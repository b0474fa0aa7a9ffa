// Copyright 2026 the Liftoff Authors
// SPDX-License-Identifier: Apache-2.0 OR MIT

//! Compositor layers.
//!
//! A [`Layer`] is something the compositor wants on screen: a framebuffer
//! plus the KMS properties describing where and how to show it. Layers are
//! owned by an [`Output`](crate::output::Output) and addressed through
//! generational [`LayerId`] handles issued by the
//! [`Device`](crate::device::Device).

use alloc::vec::Vec;
use core::fmt;

use kurbo::Rect;

use crate::error::Error;
use crate::kms::FbInfo;
use crate::output::OutputId;
use crate::prop::{CoreProperty, Property, PropertyBag};

/// A handle to a layer owned by a [`Device`](crate::device::Device).
///
/// Contains both a slot index and a generation counter so that stale handles
/// can be detected after a layer is destroyed and the slot is reused.
#[derive(Clone, Copy, PartialEq, Eq, Hash)]
pub struct LayerId {
    pub(crate) idx: u32,
    pub(crate) generation: u32,
}

impl LayerId {
    /// Returns the raw slot index (for diagnostics only).
    #[inline]
    #[must_use]
    pub const fn index(self) -> u32 {
        self.idx
    }

    /// Returns the generation counter.
    #[inline]
    #[must_use]
    pub const fn generation(self) -> u32 {
        self.generation
    }
}

impl fmt::Debug for LayerId {
    fn fmt(&self, f: &mut fmt::Formatter<'_>) -> fmt::Result {
        write!(f, "LayerId({}@gen{})", self.idx, self.generation)
    }
}

/// A compositor-level renderable surface.
#[derive(Clone, Debug)]
pub struct Layer {
    output: OutputId,
    props: PropertyBag,
    pub(crate) plane: Option<u32>,
    current_priority: u32,
    pending_priority: u32,
    pub(crate) candidate_planes: Vec<u32>,
    force_composition: bool,
    pub(crate) changed: bool,
    fb_info: Option<FbInfo>,
    prev_fb_info: Option<FbInfo>,
}

impl Layer {
    pub(crate) fn new(output: OutputId) -> Self {
        Self {
            output,
            props: PropertyBag::new(),
            plane: None,
            current_priority: 0,
            pending_priority: 0,
            candidate_planes: Vec::new(),
            force_composition: false,
            changed: false,
            fb_info: None,
            prev_fb_info: None,
        }
    }

    /// The output this layer belongs to.
    #[must_use]
    pub fn output(&self) -> OutputId {
        self.output
    }

    /// Sets a KMS property on the layer.
    ///
    /// `CRTC_ID` is filled in by the allocator and cannot be set here. Setting
    /// a non-zero `FB_ID` lifts a previous
    /// [`set_fb_composited`](Self::set_fb_composited).
    pub fn set_property(&mut self, name: &str, value: u64) -> Result<(), Error> {
        if name == CoreProperty::CrtcId.name() {
            return Err(Error::ReservedProperty(CoreProperty::CrtcId.name()));
        }
        if self.props.set(name, value) {
            self.changed = true;
        }
        if self.force_composition && value != 0 && name == CoreProperty::FbId.name() {
            self.force_composition = false;
            self.changed = true;
        }
        Ok(())
    }

    /// Removes a property; unknown names are ignored.
    pub fn unset_property(&mut self, name: &str) {
        if self.props.remove(name) {
            self.changed = true;
        }
    }

    /// Current value of a property.
    #[must_use]
    pub fn property(&self, name: &str) -> Option<u64> {
        self.props.get(name).map(|p| p.value())
    }

    /// All properties of the layer.
    #[must_use]
    pub fn properties(&self) -> &PropertyBag {
        &self.props
    }

    /// Forces the layer to be composited.
    ///
    /// Clears `FB_ID`; the layer stays visible but never receives a plane
    /// until a non-zero `FB_ID` is set again.
    pub fn set_fb_composited(&mut self) {
        if self.force_composition {
            return;
        }
        if self.props.set(CoreProperty::FbId.name(), 0) {
            self.changed = true;
        }
        self.force_composition = true;
        self.changed = true;
    }

    /// Whether [`set_fb_composited`](Self::set_fb_composited) is in effect.
    #[must_use]
    pub fn is_fb_composited(&self) -> bool {
        self.force_composition
    }

    /// Object id of the plane this layer was assigned to by the last apply.
    #[must_use]
    pub fn plane(&self) -> Option<u32> {
        self.plane
    }

    /// Whether the layer shows up on screen.
    ///
    /// A layer with `alpha == 0` is never visible. Otherwise it is visible
    /// if it has a framebuffer or is forced into composition.
    #[must_use]
    pub fn is_visible(&self) -> bool {
        if self.props.core_value(CoreProperty::Alpha) == Some(0) {
            return false;
        }
        self.force_composition || self.has_fb()
    }

    /// Whether the compositor has to draw this layer itself.
    #[must_use]
    pub fn needs_composition(&self) -> bool {
        self.is_visible() && self.plane.is_none()
    }

    /// Whether the last full search found `plane_id` able to take this layer's
    /// properties.
    ///
    /// A candidate plane that did not end up hosting the layer usually means
    /// the buffer itself was the problem (format, modifier, size), so the
    /// compositor may want to reallocate it.
    #[must_use]
    pub fn is_candidate_plane(&self, plane_id: u32) -> bool {
        self.candidate_planes.contains(&plane_id)
    }

    /// Planes recorded by [`is_candidate_plane`](Self::is_candidate_plane).
    #[must_use]
    pub fn candidate_planes(&self) -> &[u32] {
        &self.candidate_planes
    }

    /// Priority used to break ties when ordering layers.
    ///
    /// Roughly the number of framebuffer updates during the previous priority
    /// period.
    #[must_use]
    pub fn priority(&self) -> u32 {
        self.current_priority
    }

    /// Metadata of the current framebuffer, as resolved by the last apply.
    #[must_use]
    pub fn fb_info(&self) -> Option<&FbInfo> {
        self.fb_info.as_ref()
    }

    /// Layer `zpos`, if set.
    #[must_use]
    pub fn zpos(&self) -> Option<i64> {
        self.props
            .core_value(CoreProperty::Zpos)
            .map(u64::cast_signed)
    }

    /// On-screen rectangle from `CRTC_X/Y/W/H`; missing values count as 0.
    #[must_use]
    pub fn screen_rect(&self) -> Rect {
        self.rect_with(|p| p.value())
    }

    pub(crate) fn prev_screen_rect(&self) -> Rect {
        self.rect_with(|p| p.prev_value())
    }

    fn rect_with(&self, value: impl Fn(&Property) -> u64) -> Rect {
        let coord = |prop| crtc_coord(self.props.core(prop).map(&value));
        let x = coord(CoreProperty::CrtcX);
        let y = coord(CoreProperty::CrtcY);
        Rect::new(
            x,
            y,
            x + coord(CoreProperty::CrtcW),
            y + coord(CoreProperty::CrtcH),
        )
    }

    pub(crate) fn has_fb(&self) -> bool {
        self.props.core_value(CoreProperty::FbId).unwrap_or(0) != 0
    }

    /// Whether both layers are visible and overlap on screen.
    pub(crate) fn intersects(&self, other: &Self) -> bool {
        self.is_visible()
            && other.is_visible()
            && rects_intersect(&self.screen_rect(), &other.screen_rect())
    }

    pub(crate) fn prev_fb_info(&self) -> Option<&FbInfo> {
        self.prev_fb_info.as_ref()
    }

    pub(crate) fn set_fb_info(&mut self, info: Option<FbInfo>) {
        self.fb_info = info;
    }

    /// Counts a framebuffer change and, at the end of a priority period,
    /// promotes the pending count.
    ///
    /// Returns `(old, new)` when the current priority moved.
    pub(crate) fn update_priority(&mut self, make_current: bool) -> Option<(u32, u32)> {
        if self.props.core(CoreProperty::FbId).is_some_and(|p| p.is_dirty()) {
            self.pending_priority += 1;
        }
        if !make_current {
            return None;
        }
        let old = self.current_priority;
        self.current_priority = self.pending_priority;
        self.pending_priority = 0;
        (old != self.current_priority).then_some((old, self.current_priority))
    }

    pub(crate) fn mark_clean(&mut self) {
        self.changed = false;
        self.prev_fb_info = self.fb_info;
        self.props.mark_clean();
    }

    pub(crate) fn add_candidate_plane(&mut self, plane_id: u32) {
        if !self.candidate_planes.contains(&plane_id) {
            self.candidate_planes.push(plane_id);
        }
    }
}

#[expect(
    clippy::cast_possible_truncation,
    reason = "CRTC_X/Y/W/H are 32-bit signed values in the kernel ABI"
)]
fn crtc_coord(value: Option<u64>) -> f64 {
    f64::from(value.unwrap_or(0) as i32)
}

/// Strict overlap test: rectangles sharing only an edge do not intersect.
pub(crate) fn rects_intersect(a: &Rect, b: &Rect) -> bool {
    a.x0 < b.x1 && a.y0 < b.y1 && a.x1 > b.x0 && a.y1 > b.y0
}
//! txring - Non-blocking DMA-Drained Transmit Ring
//!
//! Redirects synchronous character output (`write!`, logging) into a byte
//! ring that a DMA-class peripheral drains in the background. The producer
//! never waits on the hardware: it copies bytes into free slots and, if the
//! peripheral is idle, starts a transfer for the next contiguous span. Each
//! transfer-complete interrupt advances the read cursor and starts the next
//! span, so the ring empties itself.
//!
//! # Key Features
//!
//! - Lock-free: one atomic per shared field, single writer per cursor
//! - Spans never cross the wrap boundary (simple DMA addressing)
//! - Drop-newest overflow policy, counted in metrics
//! - Rejected starts and spurious or misreported completions are absorbed
//! - `fmt::Write` / `io::Write` / `log::Log` glue, no global singleton
//!
//! # Example
//!
//! ```
//! use std::fmt::Write;
//! use txring_rs::sim::ManualDma;
//! use txring_rs::{Config, TxRing};
//!
//! let ring = TxRing::new(Config::default(), ManualDma::new()).unwrap();
//! let mut console = ring.producer().unwrap();
//!
//! writeln!(console, "boot ok, {} tasks", 3).unwrap();
//!
//! // Stand-in for the DMA interrupt: finish every transfer in order.
//! let sent = ring.engine().drain_into_vec(&ring);
//! assert_eq!(sent, b"boot ok, 3 tasks\n");
//! ```

mod config;
mod engine;
mod error;
mod invariants;
mod logger;
mod metrics;
mod producer;
mod ring;
pub mod sim;

pub use config::{
    Config, CONSOLE_CONFIG, DEFAULT_FLUSH_TIMEOUT, LARGE_CONFIG, MAX_RING_BITS, SMALL_CONFIG,
};
pub use engine::{TransferEngine, TransferSpan};
pub use error::{ConfigError, StartError, TxError};
pub use logger::TxLogger;
pub use metrics::{Metrics, MetricsSnapshot};
pub use producer::Producer;
pub use ring::{TransferState, TxRing};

# # # #

- _Prompt_
Across all the records above, count the lines that contain "free" and reply with only the number.

- _Written answer_
2